The all-new 2024 Ford Mustang debuted in September after years of anticipation and excitement, which is to be expected given the fact that V8-powered, manual transmission-equipped cars don’t exactly grow on trees these days. Though it looks similar to the outgoing S550 generation model, the 2024 Ford Mustang is far more than a simple refresh, with brand new versions of the turbocharged Ford 2.3L I-4 EcoBoost and naturally-aspirated Ford 5.0L V8 Coyote engines, though the former can no longer be pared with a manual transmission. 2024 also marks the debut of the high-performance Dark Horse variant, new packages, and a big motorsports push, but unfortunately, the new Mustang won’t be easy to tune, either. Now, as we await the launch of the 2024 Ford Mustang in the U.S. next summer and Europe later next year, The Blue Oval has completed its validation drive of the latest pony car.

Ford’s Mustang team recently spent some time in Arizona and on the iconic Route 66 completing an extended validation drive with production-level prototypes of the seventh-generation machine, which involved driving more than 1,200 miles on a wide variety of surfaces. The conditions were also quite varied, with elevations reaching 8,000 feet and temperatures swinging from 20 degrees Fahrenheit up to 85.

The purpose of this validation testing is to ensure that everything present in the vehicle works as intended, as well as to simulate how the 2024 Ford Mustang will be used by real customers in the real world. According to the automaker, the cars also received a warm welcome along that journey, with plenty of thumbs up, honking horns, and even folks asking if they can take pictures with the new pony car.

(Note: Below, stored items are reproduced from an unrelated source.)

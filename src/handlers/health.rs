//! # Health Check Handler
//!
//! Simple endpoint to check if the server is running.

use crate::state::AppState;
use axum::{extract::State, Json};
use serde_json::{json, Value};

/// Health check endpoint
///
/// ## Route
/// GET /health
///
/// ## Response
/// ```json
/// {
///   "status": "healthy",
///   "service": "passkey-ceremony",
///   "webauthn": true
/// }
/// ```
///
/// `webauthn` reports whether the platform authenticator is available.
pub async fn health_check(State(state): State<AppState>) -> Json<Value> {
    Json(json!({
        "status": "healthy",
        "service": "passkey-ceremony",
        "webauthn": state.platform.is_supported().await
    }))
}
//! # Session State
//!
//! Who is signed in, plus a broadcast of every change.
//!
//! One `SessionState` is owned by [`AppState`](crate::state::AppState) for
//! the lifetime of the application. Nothing is persisted: a restart starts
//! signed out.
//!
//! ## Notifications
//! Every sign-in and sign-out publishes a [`SessionEvent`] synchronously.
//! The payload is the new username, or the empty string after sign-out.
//! Subscribers that fall behind lose the oldest events.

use std::sync::RwLock;
use tokio::sync::broadcast;

const EVENT_CAPACITY: usize = 16;

/// Payload of the session-changed notification.
#[derive(Debug, Clone, PartialEq, Eq)]
pub struct SessionEvent {
    /// New current user, empty after logout
    pub username: String,
}

impl SessionEvent {
    pub fn is_logout(&self) -> bool {
        self.username.is_empty()
    }
}

#[derive(Debug)]
pub struct SessionState {
    current: RwLock<Option<String>>,
    events: broadcast::Sender<SessionEvent>,
}

impl Default for SessionState {
    fn default() -> Self {
        Self::new()
    }
}

impl SessionState {
    pub fn new() -> Self {
        let (events, _) = broadcast::channel(EVENT_CAPACITY);
        Self {
            current: RwLock::new(None),
            events,
        }
    }

    /// Receive every change made after this call.
    pub fn subscribe(&self) -> broadcast::Receiver<SessionEvent> {
        self.events.subscribe()
    }

    pub fn current_user(&self) -> Option<String> {
        self.current
            .read()
            .unwrap_or_else(|poisoned| poisoned.into_inner())
            .clone()
    }

    pub fn is_authenticated(&self) -> bool {
        self.current_user().is_some_and(|user| !user.is_empty())
    }

    /// Mark `username` as signed in and notify subscribers.
    pub fn sign_in(&self, username: &str) {
        self.replace(Some(username.to_string()));
    }

    /// Clear the current user and notify subscribers with an empty name.
    pub fn sign_out(&self) {
        self.replace(None);
    }

    /// Store the new user and publish it under the same write lock, so events
    /// arrive in the order the changes were made.
    fn replace(&self, user: Option<String>) {
        let mut current = self
            .current
            .write()
            .unwrap_or_else(|poisoned| poisoned.into_inner());
        let username = user.clone().unwrap_or_default();
        *current = user;
        // No subscribers is fine
        let _ = self.events.send(SessionEvent { username });
    }
}
//! # Passkey Ceremony Demo
//!
//! Passwordless sign-in built on the WebAuthn ceremonies.
//!
//! ## Key Concepts
//! - **Ceremony**: one registration or authentication exchange with the platform
//! - **Relying party**: the application identity a credential is scoped to
//! - **Local registry**: remembers which username owns which credential id
//!
//! The orchestrator mints challenges and records credentials, but nothing is
//! verified server-side: a returned assertion counts as a successful sign-in.

pub mod app;        // Axum router
pub mod ceremony;   // Registration / authentication orchestration
pub mod config;     // Environment configuration
pub mod error;      // Error taxonomy and HTTP error responses
pub mod handlers;   // HTTP request handlers
pub mod middleware; // Signed-in checks
pub mod platform;   // Platform credential capability
pub mod registry;   // Local credential registry
pub mod session;    // Current user + change notifications
pub mod state;      // Shared application state

pub use ceremony::{
    authenticate_passkey, authenticate_with_password, logout, register_passkey, AuthOutcome,
};
pub use config::Config;
pub use error::{AppError, AppResult};
pub use state::AppState;
//! # Passkey Ceremony Server
//!
//! Serves the passkey demo over HTTP, driving WebAuthn ceremonies against
//! an in-process platform authenticator and a SQLite-backed credential
//! registry.

use passkey_ceremony::{app, AppState, Config};
// Structured logging setup
use tracing_subscriber::{layer::SubscriberExt, util::SubscriberInitExt};

/// Main application entry point
///
/// This function:
/// 1. Sets up logging
/// 2. Loads configuration from environment variables
/// 3. Opens the registry and creates the platform authenticator
/// 4. Builds the router and starts the HTTP server
#[tokio::main]
async fn main() -> anyhow::Result<()> {
    // Default: info level for most crates, debug level for our app
    // Can be overridden with RUST_LOG environment variable
    tracing_subscriber::registry()
        .with(
            tracing_subscriber::EnvFilter::try_from_default_env()
                .unwrap_or_else(|_| "info,passkey_ceremony=debug".into()),
        )
        .with(tracing_subscriber::fmt::layer())
        .init();

    let config = Config::from_env()?;
    tracing::info!("Configuration loaded: {:?}", config);

    let app_state = AppState::new(&config).await?;
    tracing::info!(
        rp_id = %app_state.relying_party.id,
        webauthn = config.webauthn_enabled,
        "Application state initialized"
    );

    let app = app::router(app_state);

    let bind_addr = config.bind_address();
    tracing::info!("Starting server on {}", bind_addr);

    let listener = tokio::net::TcpListener::bind(&bind_addr).await?;
    axum::serve(listener, app).await?;

    Ok(())
}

However, it also left a good impression with the Blue Oval employees that drove it, too.

“What an awesome car,” said Eddie Khan, Mustang vehicle engineering manager. “The new Mustang delivers on its promise of exhilarating performance, unforgettable sound, and attractive styling.”

We’ll have more on the S650 Mustang soon, so be sure and subscribe to Ford Authority for more Ford Mustang news and non-stop Ford news coverage.

Brett's lost track of all the Fords he's owned over the years and how much he's spent modifying them, but his current money pits include an S550 Mustang and 13th gen F-150.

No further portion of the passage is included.